Airport in Texas, United States

Cox Field is an airport seven miles east of Paris, in Lamar County, Texas. It is owned by the city of Paris but is operated and maintained by J.R. Aviation, the airport's fixed-base operator (FBO).

==History==
The airport opened in August 1943 as Cox Army Airfield and was used by Second Air Force, United States Army Air Forces, primarily for liaison pilot training. The 157th Liaison Squadron was based here from March to May 1944. From 15 May to 8 October 1944 advanced liaison pilot training was conducted by the 163d liaison squadron, who prepared pilots as combat replacements for AAF liaison squadrons operating overseas.
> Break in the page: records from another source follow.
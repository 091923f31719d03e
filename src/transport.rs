/// HTTP transport for Water Office requests.
///
/// Every request carries a desktop browser User-Agent and the
/// `disclaimer=agree` cookie; the site serves a disclaimer page instead of
/// data without it. Only HTTP 200 counts as success. There is no retry.

use std::time::Duration;

use reqwest::StatusCode;
use reqwest::header::{COOKIE, HeaderMap, HeaderValue};
use tracing::debug;

use crate::config::TransportConfig;
use crate::model::WaterOfficeError;

/// Cookie acknowledging the site's data disclaimer.
pub const DISCLAIMER_COOKIE: &str = "disclaimer=agree";

/// Query parameters as (name, value) pairs, in request order.
pub type QueryParams<'a> = [(&'a str, String)];

/// One HTTP GET returning the decoded body.
///
/// Implementations must return `RemoteStatus` for any non-200 response and
/// must not hand back an error page's body as data.
pub trait Transport: Send + Sync {
    fn get(&self, url: &str, params: &QueryParams<'_>) -> Result<String, WaterOfficeError>;
}

// ---------------------------------------------------------------------------
// URL construction
// ---------------------------------------------------------------------------

/// Appends percent-encoded query parameters to `base`.
///
/// # Example
/// ```
/// use hydromet_service::transport::build_url;
///
/// let url = build_url(
///     "https://wateroffice.ec.gc.ca/report/real_time_e.html",
///     &[("stn", "08MH001".to_string())],
/// );
/// assert_eq!(url, "https://wateroffice.ec.gc.ca/report/real_time_e.html?stn=08MH001");
/// ```
pub fn build_url(base: &str, params: &QueryParams<'_>) -> String {
    if params.is_empty() {
        return base.to_string();
    }

    let query = params
        .iter()
        .map(|(name, value)| format!("{}={}", urlencoding::encode(name), urlencoding::encode(value)))
        .collect::<Vec<_>>()
        .join("&");
    let separator = if base.contains('?') { '&' } else { '?' };

    format!("{}{}{}", base, separator, query)
}

// ---------------------------------------------------------------------------
// reqwest implementation
// ---------------------------------------------------------------------------

/// Blocking reqwest transport with the fixed headers baked into the client.
pub struct HttpTransport {
    client: reqwest::blocking::Client,
    timeout: Duration,
}

impl HttpTransport {
    pub fn new(config: &TransportConfig) -> Result<Self, WaterOfficeError> {
        let timeout = Duration::from_secs(config.timeout_seconds);

        let mut headers = HeaderMap::new();
        headers.insert(COOKIE, HeaderValue::from_static(DISCLAIMER_COOKIE));

        let client = reqwest::blocking::Client::builder()
            .user_agent(config.user_agent.clone())
            .default_headers(headers)
            .timeout(timeout)
            .build()
            .map_err(|e| WaterOfficeError::Transport(format!("Failed to build HTTP client: {}", e)))?;

        Ok(Self { client, timeout })
    }

    fn classify(&self, err: reqwest::Error) -> WaterOfficeError {
        if err.is_timeout() {
            WaterOfficeError::TimedOut {
                after_ms: self.timeout.as_millis() as u64,
            }
        } else {
            WaterOfficeError::Transport(err.to_string())
        }
    }
}

impl Transport for HttpTransport {
    fn get(&self, url: &str, params: &QueryParams<'_>) -> Result<String, WaterOfficeError> {
        let url = build_url(url, params);
        debug!(%url, "GET");

        let response = self.client.get(&url).send().map_err(|e| self.classify(e))?;

        let status = response.status();
        if status != StatusCode::OK {
            return Err(WaterOfficeError::RemoteStatus(status.as_u16()));
        }

        response.text().map_err(|e| self.classify(e))
    }
}

// ---------------------------------------------------------------------------
// Tests
// ---------------------------------------------------------------------------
From October 1944 onward, the airfield was used by the Air Technical Service Command as an aircraft maintenance and supply depot. At the end of the war the airfield was not needed by the military and was turned over to the local government for civil use.
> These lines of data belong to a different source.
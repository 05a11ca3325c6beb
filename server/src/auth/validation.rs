//! Login and registration form validation
//!
//! Runs before any store interaction. Check order is: empty fields, email
//! format, password length, confirmation match.

use regex::Regex;
use serde::Serialize;
use std::fmt;
use std::sync::LazyLock;

/// local-part@domain with a dot in the domain. Format only, no deliverability.
static EMAIL_PATTERN: LazyLock<Option<Regex>> =
    LazyLock::new(|| Regex::new(r"^[^@\s]+@[^@\s]+\.[^@\s]+$").ok());

/// Why a submitted form was rejected
#[derive(Debug, Clone, Copy, PartialEq, Eq, Serialize)]
#[serde(tag = "reason", rename_all = "snake_case")]
pub enum ValidationReason {
    EmptyFields,
    InvalidEmail,
    PasswordTooShort { min: usize },
    PasswordMismatch,
}

impl ValidationReason {
    /// Stable machine-readable code
    pub fn code(&self) -> &'static str {
        match self {
            ValidationReason::EmptyFields => "empty_fields",
            ValidationReason::InvalidEmail => "invalid_email",
            ValidationReason::PasswordTooShort { .. } => "password_too_short",
            ValidationReason::PasswordMismatch => "password_mismatch",
        }
    }
}

impl fmt::Display for ValidationReason {
    fn fmt(&self, f: &mut fmt::Formatter<'_>) -> fmt::Result {
        match self {
            ValidationReason::EmptyFields => write!(f, "Please fill in all fields"),
            ValidationReason::InvalidEmail => write!(f, "Please enter a valid email address"),
            ValidationReason::PasswordTooShort { min } => {
                write!(f, "Password must be at least {} characters", min)
            }
            ValidationReason::PasswordMismatch => write!(f, "Passwords do not match"),
        }
    }
}

pub fn is_valid_email(email: &str) -> bool {
    EMAIL_PATTERN
        .as_ref()
        .is_some_and(|re| re.is_match(email))
}

/// Validate a login form. Returns the trimmed email on success.
pub fn validate_login<'a>(email: &'a str, password: &str) -> Result<&'a str, ValidationReason> {
    let email = email.trim();
    if email.is_empty() || password.trim().is_empty() {
        return Err(ValidationReason::EmptyFields);
    }
    if !is_valid_email(email) {
        return Err(ValidationReason::InvalidEmail);
    }
    Ok(email)
}

/// Validate a registration form. Returns the trimmed email on success.
pub fn validate_registration<'a>(
    email: &'a str,
    password: &str,
    confirm: &str,
    min_password_length: usize,
) -> Result<&'a str, ValidationReason> {
    let email = email.trim();
    if email.is_empty() || password.trim().is_empty() || confirm.trim().is_empty() {
        return Err(ValidationReason::EmptyFields);
    }
    if !is_valid_email(email) {
        return Err(ValidationReason::InvalidEmail);
    }
    if password.chars().count() < min_password_length {
        return Err(ValidationReason::PasswordTooShort {
            min: min_password_length,
        });
    }
    if password != confirm {
        return Err(ValidationReason::PasswordMismatch);
    }
    Ok(email)
}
===Historical airline service===

Mid-Continent Airlines began landing at Paris in 1947 as a stop on a route between Houston and Tulsa using Douglas DC-3 aircraft. In 1952 Mid-Continent merged into Braniff International Airways which lengthened the route northbound from Tulsa all the way to Minneapolis with multiple stops including Kansas City and Omaha. Braniff soon discontinued service by 1953.

Central Airlines began service in 1950 with Beechcraft Bonanzas, followed by Douglas DC-3s on flights to Dallas, Kansas City, and St. Louis, all making stops en route. Central merged into the original Frontier Airlines in 1967 which continued service using Convair 580 aircraft until January, 1977.
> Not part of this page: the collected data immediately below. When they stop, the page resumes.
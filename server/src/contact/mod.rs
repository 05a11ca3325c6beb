//! Contact form backend
//!
//! A stub collaborator for the portfolio page: it validates that a contact
//! message has every field, logs it, and acknowledges it. Nothing is stored
//! or forwarded.

pub mod routes;
mod types;

pub use routes::{contact_routes, not_found};
pub use types::{ContactForm, ContactMessage, ContactResponse};
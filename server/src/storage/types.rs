//! Storage error definitions

use thiserror::Error;

/// Errors raised by a key-value backend
#[derive(Debug, Error)]
pub enum StorageError {
    #[error("IO error: {0}")]
    Io(#[from] std::io::Error),

    #[error("Storage namespace is corrupt: {0}")]
    Corrupt(String),

    #[error("Storage unavailable: {0}")]
    Unavailable(String),
}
SMB Stage Lines served Paris from 1968 until early 1975 with flights to Dallas and Tulsa using Beechcraft 99 airliners.

There was no service at Paris from 1977 until 1979 when Metro Airlines began flights to Dallas/Fort Worth using de Havilland Canada DHC-6 Twin Otter aircraft. Metro's service ended in 1984 and Eagle Commuter succeeded providing flights to DFW for a period in 1985.

Exec Express began service in 1987 with flights to DFW using Piper Navajo and Beechcraft 99 airliners. Exec Express changed its name to Lone Star Airlines in 1991 and service continued using Fairchild Swearingen Metroliners until 1997. Paris, TX has not seen scheduled air service since then.

==Facilities==
Cox Field covers 1,537 acre at an elevation of 547 feet (167 m). It has three runways: 3/21 and 14/32 are each 4,624 by 150 feet (1,409 x 46 m) concrete and 17/35 is 6,002 by 150 feet (1,829 x 46 m) asphalt. It has one concrete helipad 40 by 40 feet (12 x 12 m).

In the year ending April 30, 2007 the airport had 8,050 aircraft operations, average 22 per day: 93% general aviation, 4% air taxi, and 3% military. 50 aircraft were then based at the airport: 86% single-engine, 8% multi-engine, 4% jet and 2% helicopter.